**DATA EXTRACTS**:
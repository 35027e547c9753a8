mod latex_generator;
mod latex_string;
mod tex_render;
mod utils;

pub mod allocation;
pub mod balance;
pub mod input;
pub mod report;
pub mod session;
pub mod time;

use std::path::PathBuf;

use log::info;

use crate::balance::format_balance;
use crate::input::Config;
use crate::session::Session;

pub use crate::tex_render::RenderingError;

/// Builds the session described by the config: the month is generated, the weekly
/// allocation is assigned and the explicit days of the month file are applied on top.
pub fn prepare_session(config: &Config) -> anyhow::Result<Session> {
    let key = config.key();
    let mut session = Session::new(config.settings().clone());

    session.generate(key.year().as_usize(), key.month().as_usize())?;
    session.apply_weekly(key)?;

    let table = session
        .table(key)
        .ok_or_else(|| anyhow::anyhow!("the allocation of {} has not been generated", key))?;
    let batch = config.month().edits(table);
    if !batch.is_empty() {
        info!("applying {} explicit days", batch.len());
        session.apply_edits(key, &batch)?;
    }

    Ok(session)
}

/// Renders the report described by the config and returns the path of the written file.
pub fn generate_report(config: &Config) -> anyhow::Result<PathBuf> {
    let key = config.key();
    let mut session = prepare_session(config)?;
    info!("balance: {} hours", format_balance(session.balance()));

    info!("generating report for {}", key);
    let document = session.export(
        key.year().as_usize(),
        key.month().as_usize(),
        config.export_options(),
    )?;

    let path = document.write_to(config.output())?;
    info!("wrote {} to {}", report::Document::MIME_TYPE, path.display());

    Ok(path)
}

**YOUR OBJECTIVE**:
All of the entries above need to be reproduced verbatim.

**EXERCISE RESULT**:
repository 35027e547c9753a8
mod latex_generator;
mod latex_string;
mod tex_render;
mod utils;

pub mod allocation;
pub mod balance;
pub mod input;
pub mod report;
pub mod session;
pub mod time;

use std::path::PathBuf;

use log::info;

use crate::balance::format_balance;
use crate::input::Config;
use crate::session::Session;

pub use crate::tex_render::RenderingError;

/// Builds the session described by the config: the month is generated, the weekly
/// allocation is assigned and the explicit days of the month file are applied on top.
pub fn prepare_session(config: &Config) -> anyhow::Result<Session> {
    let key = config.key();
    let mut session = Session::new(config.settings().clone());

    session.generate(key.year().as_usize(), key.month().as_usize())?;
    session.apply_weekly(key)?;

    let table = session
        .table(key)
        .ok_or_else(|| anyhow::anyhow!("the allocation of {} has not been generated", key))?;
    let batch = config.month().edits(table);
    if !batch.is_empty() {
        info!("applying {} explicit days", batch.len());
        session.apply_edits(key, &batch)?;
    }

    Ok(session)
}

/// Renders the report described by the config and returns the path of the written file.
pub fn generate_report(config: &Config) -> anyhow::Result<PathBuf> {
    let key = config.key();
    let mut session = prepare_session(config)?;
    info!("balance: {} hours", format_balance(session.balance()));

    info!("generating report for {}", key);
    let document = session.export(
        key.year().as_usize(),
        key.month().as_usize(),
        config.export_options(),
    )?;

    let path = document.write_to(config.output())?;
    info!("wrote {} to {}", report::Document::MIME_TYPE, path.display());

    Ok(path)
}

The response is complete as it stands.